元フランス代表のティエリ・アンリ氏は、特にアーセナルで圧倒的な実績を残したレジェンドだった。プレミアリーグ公式SNSで、同氏の残した数々の名プレーの中でも特に圧巻のスーパーゴールのひとつが紹介されている。

 モナコでデビューを飾ったアンリ氏は20歳でのフランスワールドカップ優勝も成し遂げたあと、短期間在籍したユベントスでは不発に終わったが、続いて移籍したアーセナルで大きく飛躍。

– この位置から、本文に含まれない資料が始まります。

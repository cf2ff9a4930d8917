//! Synthesis Engine Seam
//!
//! The canvas never talks to the audio server directly. Everything it needs
//! (groups for canvases, instances for modules, parameter updates) goes
//! through the [`SynthEngine`] trait, whose answers arrive as deferred
//! values. [`LocalEngine`] is an in-process implementation that answers on
//! the next turn of an [`EventLoop`], used by tests, benches and headless
//! sessions.

use crate::error::Failure;
use crate::event_loop::EventLoop;
use crate::late::Late;
use crate::template::ModuleTemplate;
use serde::{Deserialize, Serialize};
use std::cell::{Cell, RefCell};
use std::collections::{HashMap, HashSet};
use std::rc::Rc;

/// Handle of a running module instance on the engine
#[derive(Debug, Clone, Copy, PartialEq, Eq, Hash, PartialOrd, Ord, Serialize, Deserialize)]
pub struct InstanceId(pub u32);

/// Handle of an engine-side group holding the instances of one canvas
#[derive(Debug, Clone, Copy, PartialEq, Eq, Hash, PartialOrd, Ord, Serialize, Deserialize)]
pub struct GroupId(pub u32);

/// Asynchronous interface to the remote synthesis engine
pub trait SynthEngine {
    /// Make a template known to the engine
    fn install_template(&self, template: &ModuleTemplate) -> Late<()>;

    /// Create a group for a new canvas; `parent` is the enclosing canvas' group
    fn create_group(&self, parent: Option<GroupId>) -> Late<GroupId>;

    /// Free a group; its instances must already be destroyed
    fn destroy_group(&self, group: GroupId);

    /// Start a running instance of a template inside a group
    fn create_instance(&self, template: &ModuleTemplate, group: GroupId) -> Late<InstanceId>;

    /// Stop a running instance
    fn destroy_instance(&self, instance: InstanceId);

    /// Forward a parameter value to a running instance
    fn set_param(&self, _instance: InstanceId, _param: &str, _value: f32) {}
}

#[derive(Debug, Default)]
struct LocalState {
    installed: HashSet<String>,
    rejected: HashSet<String>,
    instances: HashMap<InstanceId, String>,
    groups: HashSet<GroupId>,
    params: HashMap<(InstanceId, String), f32>,
}

/// In-process engine completing every request on the next event-loop turn
#[derive(Debug)]
pub struct LocalEngine {
    events: EventLoop,
    next_id: Cell<u32>,
    require_install: bool,
    state: Rc<RefCell<LocalState>>,
}

impl LocalEngine {
    pub fn new(events: EventLoop) -> Self {
        Self {
            events,
            next_id: Cell::new(1),
            require_install: false,
            state: Rc::new(RefCell::new(LocalState::default())),
        }
    }

    /// Refuse to instantiate templates that were not installed first
    pub fn requiring_install(mut self) -> Self {
        self.require_install = true;
        self
    }

    /// Make every request for this template (full id) fail
    pub fn reject_template(&self, full_id: impl Into<String>) {
        self.state.borrow_mut().rejected.insert(full_id.into());
    }

    /// Instances created and not destroyed yet
    pub fn live_instances(&self) -> usize {
        self.state.borrow().instances.len()
    }

    /// Groups created and not destroyed yet
    pub fn live_groups(&self) -> usize {
        self.state.borrow().groups.len()
    }

    /// Whether a template (full id) was installed
    pub fn is_installed(&self, full_id: &str) -> bool {
        self.state.borrow().installed.contains(full_id)
    }

    /// Last value sent for a parameter of an instance
    pub fn param_value(&self, instance: InstanceId, param: &str) -> Option<f32> {
        self.state
            .borrow()
            .params
            .get(&(instance, param.to_string()))
            .copied()
    }

    fn allocate(&self) -> u32 {
        let id = self.next_id.get();
        self.next_id.set(id + 1);
        id
    }
}

impl SynthEngine for LocalEngine {
    fn install_template(&self, template: &ModuleTemplate) -> Late<()> {
        let (late, relay) = Late::pending();
        let full_id = template.full_id();
        let state = Rc::clone(&self.state);
        self.events.post(move || {
            let mut s = state.borrow_mut();
            if s.rejected.contains(&full_id) {
                drop(s);
                relay.fail(Failure::TemplateInstallFailed {
                    template: full_id,
                    reason: "the engine rejected the template".into(),
                });
            } else {
                s.installed.insert(full_id);
                drop(s);
                relay.resolve(());
            }
        });
        late
    }

    fn create_group(&self, _parent: Option<GroupId>) -> Late<GroupId> {
        let (late, relay) = Late::pending();
        let group = GroupId(self.allocate());
        let state = Rc::clone(&self.state);
        self.events.post(move || {
            state.borrow_mut().groups.insert(group);
            relay.resolve(group);
        });
        late
    }

    fn destroy_group(&self, group: GroupId) {
        self.state.borrow_mut().groups.remove(&group);
    }

    fn create_instance(&self, template: &ModuleTemplate, _group: GroupId) -> Late<InstanceId> {
        let (late, relay) = Late::pending();
        let full_id = template.full_id();
        let instance = InstanceId(self.allocate());
        let require_install = self.require_install;
        let state = Rc::clone(&self.state);
        self.events.post(move || {
            let mut s = state.borrow_mut();
            let refusal = if s.rejected.contains(&full_id) {
                Some("the engine rejected the template")
            } else if require_install && !s.installed.contains(&full_id) {
                Some("the template is not installed")
            } else {
                None
            };
            match refusal {
                Some(reason) => {
                    drop(s);
                    relay.fail(Failure::creation(full_id, reason));
                }
                None => {
                    s.instances.insert(instance, full_id);
                    drop(s);
                    relay.resolve(instance);
                }
            }
        });
        late
    }

    fn destroy_instance(&self, instance: InstanceId) {
        let mut s = self.state.borrow_mut();
        s.instances.remove(&instance);
        s.params.retain(|(id, _), _| *id != instance);
    }

    fn set_param(&self, instance: InstanceId, param: &str, value: f32) {
        let mut s = self.state.borrow_mut();
        if s.instances.contains_key(&instance) {
            s.params.insert((instance, param.to_string()), value);
        }
    }
}
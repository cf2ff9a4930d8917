//! Cooperative Event Loop
//!
//! A single-threaded task queue. Engine round trips, deferred completions and
//! other "later" work are posted here and run by the embedding shell between
//! input events and frames. Cloning an [`EventLoop`] yields another handle to
//! the same queue.

use std::cell::RefCell;
use std::collections::VecDeque;
use std::rc::Rc;

type Task = Box<dyn FnOnce()>;

/// Handle to a shared single-threaded task queue
#[derive(Clone, Default)]
pub struct EventLoop {
    queue: Rc<RefCell<VecDeque<Task>>>,
}

impl EventLoop {
    pub fn new() -> Self {
        Self::default()
    }

    /// Schedule a task to run on a later turn
    pub fn post(&self, task: impl FnOnce() + 'static) {
        self.queue.borrow_mut().push_back(Box::new(task));
    }

    /// Number of tasks waiting to run
    pub fn pending(&self) -> usize {
        self.queue.borrow().len()
    }

    /// Run a single task, returning false if the queue was empty
    pub fn run_once(&self) -> bool {
        let task = self.queue.borrow_mut().pop_front();
        match task {
            Some(task) => {
                task();
                true
            }
            None => false,
        }
    }

    /// Run tasks until the queue is empty, including tasks posted meanwhile.
    /// Returns the number of tasks executed.
    pub fn run_until_idle(&self) -> usize {
        let mut executed = 0;
        while self.run_once() {
            executed += 1;
        }
        executed
    }
}

impl std::fmt::Debug for EventLoop {
    fn fmt(&self, f: &mut std::fmt::Formatter<'_>) -> std::fmt::Result {
        f.debug_struct("EventLoop")
            .field("pending", &self.pending())
            .finish()
    }
}

#[cfg(test)]
mod tests {
    use super::*;
    use std::cell::Cell;

    #[test]
    fn test_tasks_run_in_order() {
        let events = EventLoop::new();
        let log = Rc::new(RefCell::new(Vec::new()));
        for i in 0..3 {
            let log = Rc::clone(&log);
            events.post(move || log.borrow_mut().push(i));
        }
        assert_eq!(events.pending(), 3);
        assert_eq!(events.run_until_idle(), 3);
        assert_eq!(*log.borrow(), vec![0, 1, 2]);
    }

    #[test]
    fn test_tasks_posted_while_running() {
        let events = EventLoop::new();
        let count = Rc::new(Cell::new(0));
        let handle = events.clone();
        let c = Rc::clone(&count);
        events.post(move || {
            c.set(c.get() + 1);
            let c = Rc::clone(&c);
            handle.post(move || c.set(c.get() + 1));
        });
        assert_eq!(events.run_until_idle(), 2);
        assert_eq!(count.get(), 2);
        assert!(!events.run_once());
    }
}
//! Error types
//!
//! Every failure in this crate is local and recoverable. Structural graph
//! errors are reported synchronously by [`Canvas`](crate::graph::Canvas)
//! mutations; asynchronous failures travel through [`Late`](crate::late::Late)
//! values as a [`Failure`].

use thiserror::Error;

/// Structural errors raised by connection and module mutations on a canvas
#[derive(Debug, Clone, PartialEq, Eq, Error)]
pub enum GraphError {
    /// The exact connection already exists
    #[error("these ports are already connected")]
    DoubleConnection,

    /// The destination already has an inbound connection
    #[error("the destination port already has an incoming connection")]
    MultipleConnections,

    /// The connection would close a directed cycle
    #[error("this connection would create a loop")]
    ConnectionLoop,

    /// The module is not part of this canvas
    #[error("the module is not part of this canvas")]
    InvalidModule,

    /// The module has no port of the requested kind with this name
    #[error("the module has no port named '{0}'")]
    InvalidPort(String),
}

/// Discriminant of [`Failure`], used to filter failure continuations
#[derive(Debug, Clone, Copy, PartialEq, Eq, Hash)]
pub enum FailureKind {
    ModuleInstanceCreationFailed,
    TemplateInstallFailed,
    CanvasCreationFailed,
    Abandoned,
}

/// Failure carried by a deferred value
#[derive(Debug, Clone, PartialEq, Eq, Error)]
pub enum Failure {
    #[error("failed to create an instance of '{template}': {reason}")]
    ModuleInstanceCreationFailed { template: String, reason: String },

    #[error("failed to install template '{template}': {reason}")]
    TemplateInstallFailed { template: String, reason: String },

    #[error("failed to create a canvas: {0}")]
    CanvasCreationFailed(String),

    /// The producer went away without completing the value
    #[error("the operation was abandoned before it completed")]
    Abandoned,
}

impl Failure {
    /// Shorthand for an instance creation failure
    pub fn creation(template: impl Into<String>, reason: impl Into<String>) -> Self {
        Failure::ModuleInstanceCreationFailed {
            template: template.into(),
            reason: reason.into(),
        }
    }

    pub fn kind(&self) -> FailureKind {
        match self {
            Failure::ModuleInstanceCreationFailed { .. } => FailureKind::ModuleInstanceCreationFailed,
            Failure::TemplateInstallFailed { .. } => FailureKind::TemplateInstallFailed,
            Failure::CanvasCreationFailed(_) => FailureKind::CanvasCreationFailed,
            Failure::Abandoned => FailureKind::Abandoned,
        }
    }
}

/// A presentation binding could not be built for a module
#[derive(Debug, Clone, PartialEq, Eq, Error)]
#[error("cannot build the interface of '{template}': {reason}")]
pub struct GuiBuildError {
    pub template: String,
    pub reason: String,
}

/// Errors raised while parsing or installing template collections
#[derive(Debug, Error)]
pub enum CollectionError {
    #[error("while loading collection '{id}': {reason}")]
    Parse { id: String, reason: String },

    #[error("while loading collection from '{path}': {reason}")]
    Loading { path: String, reason: String },

    #[error("a collection with id '{0}' is already installed")]
    DuplicateCollection(String),

    #[error(transparent)]
    Json(#[from] serde_json::Error),
}

/// Errors raised while reading configuration
#[derive(Debug, Error)]
pub enum ConfigError {
    #[error("cannot read config file '{path}': {source}")]
    Io {
        path: String,
        #[source]
        source: std::io::Error,
    },

    #[error("invalid config: {0}")]
    Json(#[from] serde_json::Error),
}
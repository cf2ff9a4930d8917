//! Host
//!
//! The process-scoped owner of the configuration, the template registry, the
//! synthesis engine and the event loop. It is built once, in that order, and
//! shared by reference with every canvas and view.

use crate::collection::TemplateRegistry;
use crate::config::Config;
use crate::engine::SynthEngine;
use crate::event_loop::EventLoop;
use crate::late::Late;
use std::rc::Rc;

pub struct Host {
    config: Config,
    registry: TemplateRegistry,
    engine: Rc<dyn SynthEngine>,
    events: EventLoop,
}

impl Host {
    pub fn new(
        config: Config,
        registry: TemplateRegistry,
        engine: Rc<dyn SynthEngine>,
        events: EventLoop,
    ) -> Rc<Self> {
        Rc::new(Self {
            config,
            registry,
            engine,
            events,
        })
    }

    /// Settings shared by every canvas and view
    pub fn config(&self) -> &Config {
        &self.config
    }

    /// Installed template collections
    pub fn registry(&self) -> &TemplateRegistry {
        &self.registry
    }

    /// Synthesis engine running the instances
    pub fn engine(&self) -> &Rc<dyn SynthEngine> {
        &self.engine
    }

    /// Event loop completing deferred values
    pub fn events(&self) -> &EventLoop {
        &self.events
    }

    /// Install every registered template into the engine
    pub fn install_templates(&self) -> Late<()> {
        self.registry.install_all_into(self.engine.as_ref())
    }
}

impl std::fmt::Debug for Host {
    fn fmt(&self, f: &mut std::fmt::Formatter<'_>) -> std::fmt::Result {
        f.debug_struct("Host")
            .field("config", &self.config)
            .field("registry", &self.registry)
            .field("events", &self.events)
            .finish_non_exhaustive()
    }
}
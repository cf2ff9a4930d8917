//! Configuration
//!
//! Process-wide settings owned by the [`Host`](crate::host::Host). Every
//! field has a default, so partial JSON documents are accepted.

use crate::error::ConfigError;
use serde::{Deserialize, Serialize};
use std::path::Path;

/// Tunables of the interactive canvas
#[derive(Debug, Clone, PartialEq, Serialize, Deserialize)]
#[serde(default)]
pub struct EditorConfig {
    /// Pointer travel (absolute pixels) before a press turns into a drag
    pub drag_threshold: f32,
    /// Slider increments are divided by this while shift is held
    pub fine_slider_divisor: f32,
    /// Fade-out duration of a freshly created wire, in seconds
    pub fade_new_secs: f32,
    /// Fade-out duration of a removed wire, in seconds
    pub fade_removed_secs: f32,
    /// Label of the button dismissing error alerts
    pub dismiss_label: String,
}

impl Default for EditorConfig {
    fn default() -> Self {
        Self {
            drag_threshold: 5.0,
            fine_slider_divisor: 10.0,
            fade_new_secs: 0.4,
            fade_removed_secs: 1.0,
            dismiss_label: "Dismiss".to_string(),
        }
    }
}

/// Application configuration
#[derive(Debug, Clone, PartialEq, Default, Serialize, Deserialize)]
#[serde(default)]
pub struct Config {
    /// Verbose diagnostics for the embedding shell
    pub debug: bool,
    pub editor: EditorConfig,
}

impl Config {
    /// Parse a JSON document
    pub fn from_json(json: &str) -> Result<Self, ConfigError> {
        Ok(serde_json::from_str(json)?)
    }

    /// Serialize to pretty JSON
    pub fn to_json(&self) -> Result<String, ConfigError> {
        Ok(serde_json::to_string_pretty(self)?)
    }

    /// Default `tracing` filter directive for shells installing a subscriber
    pub fn log_directive(&self) -> &'static str {
        if self.debug {
            "patchcanvas=debug"
        } else {
            "patchcanvas=info"
        }
    }

    /// Read a JSON config file
    pub fn load(path: impl AsRef<Path>) -> Result<Self, ConfigError> {
        let path = path.as_ref();
        let text = std::fs::read_to_string(path).map_err(|source| ConfigError::Io {
            path: path.display().to_string(),
            source,
        })?;
        let config = Self::from_json(&text)?;
        tracing::debug!("config loaded from {}", path.display());
        Ok(config)
    }
}
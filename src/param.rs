//! Parameter Controllers
//!
//! Every module parameter is represented by a [`ParamController`] holding its
//! current value and the numeric range relative values are mapped onto.
//!
//! Controllers notify subscribers synchronously. Value changes fire
//! `on_set` with the new value before it is stored and `after_set` once it
//! is; range changes fire `on_range_min_set` / `on_range_max_set`.
//! Subscribers run while the owning canvas is mutably borrowed and must not
//! borrow it again.

use crate::signal::Signal;
use crate::template::ParamTemplate;

/// Current state of one module parameter
pub struct ParamController {
    pub id: String,
    current: f32,
    default: f32,
    range_min: f32,
    range_max: f32,
    pub on_set: Signal<f32>,
    pub after_set: Signal<f32>,
    pub on_range_min_set: Signal<f32>,
    pub on_range_max_set: Signal<f32>,
}

impl ParamController {
    /// Build a controller from its template, starting at the default value
    pub fn from_template(template: &ParamTemplate) -> Self {
        Self {
            id: template.id.clone(),
            current: template.default,
            default: template.default,
            range_min: template.min,
            range_max: template.max,
            on_set: Signal::new(),
            after_set: Signal::new(),
            on_range_min_set: Signal::new(),
            on_range_max_set: Signal::new(),
        }
    }

    fn store(&mut self, value: f32) {
        self.on_set.happen(&value);
        self.current = value;
        self.after_set.happen(&value);
    }

    /// Absolute value
    pub fn get(&self) -> f32 {
        self.current
    }

    /// Set the absolute value
    pub fn set(&mut self, value: f32) {
        self.store(value);
    }

    /// Position of the value inside the range, 0 for a degenerate range
    pub fn get_relative(&self) -> f32 {
        let span = self.range_max - self.range_min;
        if span == 0.0 {
            0.0
        } else {
            (self.current - self.range_min) / span
        }
    }

    /// Set the value as a fraction of the range
    pub fn set_relative(&mut self, fraction: f32) {
        self.store(self.range_min + fraction * (self.range_max - self.range_min));
    }

    /// Return to the template default
    pub fn reset(&mut self) {
        self.store(self.default);
    }

    /// Template default value
    pub fn default_value(&self) -> f32 {
        self.default
    }

    /// Lower bound relative values map onto
    pub fn range_min(&self) -> f32 {
        self.range_min
    }

    /// Upper bound relative values map onto
    pub fn range_max(&self) -> f32 {
        self.range_max
    }

    /// Change the lower bound; the absolute value is kept
    pub fn set_range_min(&mut self, v: f32) {
        self.range_min = v;
        self.on_range_min_set.happen(&v);
    }

    /// Change the upper bound; the absolute value is kept
    pub fn set_range_max(&mut self, v: f32) {
        self.range_max = v;
        self.on_range_max_set.happen(&v);
    }
}

impl std::fmt::Debug for ParamController {
    fn fmt(&self, f: &mut std::fmt::Formatter<'_>) -> std::fmt::Result {
        f.debug_struct("ParamController")
            .field("id", &self.id)
            .field("current", &self.current)
            .field("range", &(self.range_min..=self.range_max))
            .finish()
    }
}
//! Module Instances
//!
//! A [`Module`] is one running processing unit inside a canvas: the template
//! it was built from, its engine instance, the controllers of its parameters
//! and, for container templates, the interior canvas it owns.

use crate::engine::InstanceId;
use crate::geometry::Point;
use crate::graph::Canvas;
use crate::param::ParamController;
use crate::template::ModuleTemplate;
use std::cell::RefCell;
use std::rc::Rc;

slotmap::new_key_type! {
    /// Identifier of a module within its canvas
    pub struct ModuleId;
}

pub struct Module {
    template: Rc<ModuleTemplate>,
    instance: InstanceId,
    params: Vec<ParamController>,
    interior: Option<Rc<RefCell<Canvas>>>,
    position: Point,
}

impl Module {
    pub(crate) fn new(
        template: Rc<ModuleTemplate>,
        instance: InstanceId,
        interior: Option<Rc<RefCell<Canvas>>>,
    ) -> Self {
        let params = template
            .params
            .iter()
            .map(ParamController::from_template)
            .collect();
        Self {
            template,
            instance,
            params,
            interior,
            position: Point::ZERO,
        }
    }

    /// Template the module was instantiated from
    pub fn template(&self) -> &Rc<ModuleTemplate> {
        &self.template
    }

    /// Display name, taken from the template
    pub fn name(&self) -> &str {
        &self.template.name
    }

    /// Engine-side instance
    pub fn instance(&self) -> InstanceId {
        self.instance
    }

    /// Controller of a parameter
    pub fn param(&self, id: &str) -> Option<&ParamController> {
        self.params.iter().find(|p| p.id == id)
    }

    pub(crate) fn param_mut(&mut self, id: &str) -> Option<&mut ParamController> {
        self.params.iter_mut().find(|p| p.id == id)
    }

    /// Controllers in template order
    pub fn params(&self) -> &[ParamController] {
        &self.params
    }

    /// Last position of the module on the canvas plane
    pub fn position(&self) -> Point {
        self.position
    }

    pub(crate) fn set_position(&mut self, position: Point) {
        self.position = position;
    }

    /// Interior canvas of a container module
    pub fn interior(&self) -> Option<&Rc<RefCell<Canvas>>> {
        self.interior.as_ref()
    }
}

impl std::fmt::Debug for Module {
    fn fmt(&self, f: &mut std::fmt::Formatter<'_>) -> std::fmt::Result {
        f.debug_struct("Module")
            .field("template", &self.template.full_id())
            .field("instance", &self.instance)
            .field("params", &self.params)
            .field("position", &self.position)
            .field("container", &self.interior.is_some())
            .finish()
    }
}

プレミアリーグで4度の得点王に輝くなど伝説的な活躍を残した。

 アーセナルではいずれもクラブ歴代最多となるリーグ戦175得点、公式戦合計228得点という数字を残し、素晴らしいゴールも数え切れない。その中でもベストゴールを選ぶとすれば、2002年11月のトッテナム戦で決めた“独走ゴール”は上位にランクインすることだろう。

 自陣ゴール横での相手スローインからクリアされたボールを右サイドで受けたアンリ氏は、リフティングのような軽快なタッチでボールを足元に収めると、そこから急加速。背後から追いすがる相手選手を物ともせず驚異的なスピードで引き離し、そのまま持ち込んで自らシュートを突き刺してしまった。

 スピード、技術、力強さ、全てがまさに一級品。レジェンドとして語り継がれるのにふさわしい存在であることは、この10秒間ほどのプレーを見るだけでも疑いようがない。